I am a biological mother, a somewhat hands-off mother. I am not your sweet, cupcake-baking, warm lap of endless affirmation kind of mother, but I managed to raise two adult daughters who, to date, have never been to prison, have not harmed animals, nor laundered money for dodgy political parties (I think?) and who could be described as upstanding members of their community. This never fails to surprise me, and frankly, when they deliver the obligatory Mother’s day wishes and cards and requests for quality time, I am embarrassed, and want to run and hide. I feel unworthy of the pink cards and flowers and it highlights and reminds me of all the things I never did for them. You know like..nice school lunches with loving little notes, remembering events at school and pitching up for them, fetching them on time (if at all) , telling them every day that they are special little angels etc – the list is endless. So is the guilt and shame. And to be fair to my children, they think I was great, they have re-visioned their childhood to match the cards they give, and they are unscathed, it would seem. But I am not, and neither are a lot of people on Mothering Sunday.

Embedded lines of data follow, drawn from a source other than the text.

//! Field survey scheduling for ecological consultancies.
//!
//! Two engines share one domain model:
//!
//! - **Visit generation** turns the regulatory survey protocols selected for
//!   a project into the smallest practical set of dated field visits,
//!   combining protocols whose windows, parts of day and species rules
//!   allow it.
//! - **Weekly planning** picks the visits to staff in a given week under
//!   part-of-day capacity and ranks qualified researchers for each.
//!
//! # Modules
//!
//! - **`models`**: Domain types: `Protocol`, `Visit`, `Researcher`,
//!   `DateWindow`, `PartOfDay`, taxonomy records
//! - **`compatibility`**: Rule table deciding which protocol occurrences
//!   may share a visit
//! - **`generation`**: `VisitGenerator` pipeline
//! - **`planning`**: `WeeklyPlanner`, capacity, qualification, scoring
//! - **`validation`**: Protocol input checks reported as warnings
//! - **`config`**: `PlannerConfig` (TOML, environment, builders)
//!
//! # Architecture
//!
//! Both engines are pure: they read their inputs and a [`config::PlannerConfig`]
//! value and return result records. Persistence, routing services and
//! subscribers for the `tracing` output belong to the host.

pub mod compatibility;
pub mod config;
pub mod error;
pub mod generation;
pub mod models;
pub mod planning;
pub mod validation;

pub use error::{PlannerError, Result};
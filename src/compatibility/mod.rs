//! Compatibility oracle: which protocol occurrences may share a visit.
//!
//! Compatibility is a binary relation over protocol occurrences, decided by
//! an ordered table of rules. Each rule either returns a verdict or abstains;
//! the first non-abstaining rule wins and an exhausted table denies.
//!
//! # Default table
//!
//! | # | Rule | Effect |
//! |---|------|--------|
//! | 1 | `SmpGate` | SMP pairs: allow iff both SMP and same family |
//! | 2 | `RecipeTable` | Bat and Gierzwaluw exceptions (see [`recipes`]) |
//! | 3 | `RugstreeppadRule` | Rugstreeppad with different functions: deny |
//! | 4 | `SameFamily` | Same family id or normalized name: allow |
//! | 5 | `CrossFamily` | Configured family pairs: allow |
//!
//! Compatibility is never transitive: a bucket accepts a candidate only when
//! the candidate is compatible with every member. [`CompatibilityMatrix`]
//! caches the pairwise answers for one generation run.
//!
//! # Usage
//!
//! ```
//! use survey_schedule::compatibility::CompatibilityOracle;
//! use survey_schedule::config::PlannerConfig;
//!
//! let oracle = CompatibilityOracle::default_for(&PlannerConfig::default());
//! assert_eq!(oracle.rule_names()[0], "SMP");
//! ```

mod matrix;
mod oracle;
pub mod recipes;
pub mod rules;

pub use matrix::CompatibilityMatrix;
pub use oracle::CompatibilityOracle;

use crate::models::Protocol;
use std::fmt::Debug;

/// One protocol at one occurrence (1-based visit index).
#[derive(Debug, Clone, Copy)]
pub struct Occurrence<'a> {
    pub protocol: &'a Protocol,
    pub visit_index: u32,
}

impl<'a> Occurrence<'a> {
    pub fn new(protocol: &'a Protocol, visit_index: u32) -> Self {
        Self {
            protocol,
            visit_index,
        }
    }
}

/// Outcome of a single rule.
#[derive(Debug, Clone, Copy, PartialEq, Eq)]
pub enum Verdict {
    /// The pair may share a visit.
    Allow,
    /// The pair must not share a visit.
    Deny,
    /// The rule has no opinion; the next rule decides.
    Abstain,
}

/// A compatibility rule.
///
/// Rules must be symmetric: `evaluate(a, b) == evaluate(b, a)`.
pub trait CompatibilityRule: Send + Sync + Debug {
    /// Rule name (e.g. "SMP").
    fn name(&self) -> &'static str;

    /// Judges a pair of occurrences.
    fn evaluate(&self, a: &Occurrence<'_>, b: &Occurrence<'_>) -> Verdict;

    /// Rule description.
    fn description(&self) -> &'static str {
        self.name()
    }
}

These card companies impress on mothers and husbands and children just what kind of MOTHER one should be, and those Instagram pictures had better fit that narrative or you will lose followers for sure.
I am equally certain that there are those mothers who love the thanks and the appreciation spelled out in those Moonpig cards. They live from year to year, sharing their children’s gestures of love with pride and I am all for that, I have no problem with needing to be appreciated, but I resent the limitations of the cultural gestures available to us on that day. Where are the cards for those children with two Mothers? Where are the cards for those who have two Dads, who probably mother way better and more efficiently than most females… Where are the cards for those mothers who work? Or who are absent because of work, or who are in the armed forces?
Let’s try to find a way to celebrate the PEOPLE who sacrifice on a daily basis to feed and clothe their children. Let’s celebrate what it is to finally achieve adulthood and understand that no one is born knowing how to parent, you have to learn it the hard way and there is no right nor perfect way. I want to honour and celebrate those who mother in war torn places and whose love for their children gives them the kind of courage we can only read about in books. It would be nice if we imperfect mothers could just be grateful every evening that our children are well fed and OK, just OK and that we can try to let go of the need to say “I am so sorry I was not the mother I should have been” when presented with a pink card and toast in bed this weekend.